I sat back in my chair and observed as James threw a French fry at Allen, and Drew looked at Lexi, and I just looked at everyone. I wanted to throw up.
The rest of the day passed quietly and I honestly don’t remember much of it beyond that point.
When the final bell rang it was like a fist in my ear and I wanted more, but instead all I got was trampling feet rush by me and a few backpacks hit me in the head. I finally got up when everyone had passed and I was safe again. Teenagers.
I made my way through the school parking lot until I found Allen’s car in the crowd of perfectly formed metal. I got in. It was already unlocked. Allen was already inside.
“How was your day?” he asked me as soon as I sat shotgun. I didn’t feel like having some scratched up set of eyes staring at me today.
“Fucked,” I said simply.
“I so feel you,” He said, “Do you ever just have those days where your head feels like it’s exploding and the world feels like it’s imploding and crushing it at the same time?”
“Oddly specific, and yet I can’t disagree. I feel that every day.”
“Let’s just drown in the ocean, Leda.”
“Perfect,” I said finally.
We pulled up in front of my house and I left. I kissed him on the cheek and traveled against the autumn wind to the front door. I pulled out my keys and stuck them in the lock on the front door.

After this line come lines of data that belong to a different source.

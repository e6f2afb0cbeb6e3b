use rust_decimal::Decimal;
use salary_core::{
    BracketEvaluator, BracketSchedule, BreakdownReport, CalculationError, InverseSolver,
    InversionReport, LimitError, SalaryLimits, SolverConfig,
};
use salary_data::{ScheduleLoader, ScheduleLoaderError};
use thiserror::Error;
use tracing::{debug, info, warn};

use crate::config::AppConfig;

/// Direction of a calculation, as recorded in the audit log.
#[derive(Debug, Clone, Copy, PartialEq, Eq)]
pub enum Mode {
    GrossToNet,
    NetToGross,
}

impl Mode {
    pub fn as_str(&self) -> &'static str {
        match self {
            Mode::GrossToNet => "brut",
            Mode::NetToGross => "net",
        }
    }
}

#[derive(Debug, Error)]
pub enum AppError {
    #[error(transparent)]
    Calculation(#[from] CalculationError),

    #[error(transparent)]
    Limit(#[from] LimitError),

    #[error("cannot load bracket schedule: {0}")]
    Schedule(#[from] ScheduleLoaderError),
}

/// Schedule, solver settings and limits resolved from the configuration.
#[derive(Debug, Clone)]
pub struct Calculator {
    schedule: BracketSchedule,
    solver_config: SolverConfig,
    limits: SalaryLimits,
}

impl Calculator {
    /// Loads the bracket schedule named by `config` (or the built-in 2025
    /// table) and derives the salary limits for it.
    pub fn from_config(config: &AppConfig) -> Result<Self, AppError> {
        let schedule = match &config.schedule_file {
            Some(path) => {
                debug!(path = %path.display(), "loading bracket schedule");
                ScheduleLoader::load_from_path(path, config.contribution_rate)?
            }
            None => BracketSchedule::new(
                BracketSchedule::benin_2025().brackets().to_vec(),
                config.contribution_rate,
            )
            .map_err(ScheduleLoaderError::from)?,
        };

        Self::new(schedule, config.solver, config.max_gross_salary)
    }

    pub fn new(
        schedule: BracketSchedule,
        solver_config: SolverConfig,
        max_gross_salary: Decimal,
    ) -> Result<Self, AppError> {
        let limits = SalaryLimits::derive(&BracketEvaluator::new(&schedule), max_gross_salary)?;

        Ok(Self {
            schedule,
            solver_config,
            limits,
        })
    }

    pub fn schedule(&self) -> &BracketSchedule {
        &self.schedule
    }

    pub fn limits(&self) -> &SalaryLimits {
        &self.limits
    }

    /// Gross to net, checked against the gross ceiling.
    pub fn gross_to_net(
        &self,
        gross: Decimal,
    ) -> Result<BreakdownReport, AppError> {
        let result = self.checked_gross_to_net(gross);
        audit(Mode::GrossToNet, gross, result.as_ref().err());
        result
    }

    /// Net to gross, checked against the derived net ceiling.
    pub fn net_to_gross(
        &self,
        net: Decimal,
    ) -> Result<InversionReport, AppError> {
        let result = self.checked_net_to_gross(net);
        audit(Mode::NetToGross, net, result.as_ref().err());
        result
    }

    fn checked_gross_to_net(
        &self,
        gross: Decimal,
    ) -> Result<BreakdownReport, AppError> {
        self.limits.check_gross(gross)?;
        let breakdown = BracketEvaluator::new(&self.schedule).evaluate(gross)?;

        Ok(BreakdownReport::from(&breakdown))
    }

    fn checked_net_to_gross(
        &self,
        net: Decimal,
    ) -> Result<InversionReport, AppError> {
        self.limits.check_net(net)?;
        let result =
            InverseSolver::new(&self.schedule, self.solver_config).solve_gross_for_net(net)?;

        Ok(InversionReport::from(&result))
    }
}

/// One record per calculation, successful or not.
fn audit(
    mode: Mode,
    amount: Decimal,
    error: Option<&AppError>,
) {
    match error {
        None => info!(mode = mode.as_str(), %amount, status = "succes", "calculation"),
        Some(err) => warn!(
            mode = mode.as_str(),
            %amount,
            status = "echec",
            error = %err,
            "calculation"
        ),
    }
}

This fucking white door. I hated it. Why would you have a white door and a blue house? Possibly the tackiest combination I could think of.
I turned the key and stepped inside. I was immediately met with an angry brunette waving her arms in frustration.
“You have to fix the Wi-Fi!” she screamed at me. I’m sure it was torturing her.
As she continued, I found myself staring at the space in between her eyebrows. The way it scrunched up when she was mad. She had those Lily Collins kind of eyebrows and a small heart shaped face. She was incredibly pale and I felt like reaching out, just to see if my arm could pass through her. I didn’t though.
She kept staring at to me with those pale green eyes and I figured she must have just said something and was expecting me to say something.
“You’re beautiful, but I hate you. I don’t usually hate beautiful things. I guess that makes you special,” I told her honestly.
She rolled her eyes at my backhanded compliment and stormed back up the stairs to her room. Meanwhile, I went into the basement and replugged all the wires into their corresponding slots.
A few minutes later I heard Justin Bieber blaring through the house and I smiled.
This was my reality, school and home, friends and family, dull yet lethal. And I hated it because it was beautiful and terrible.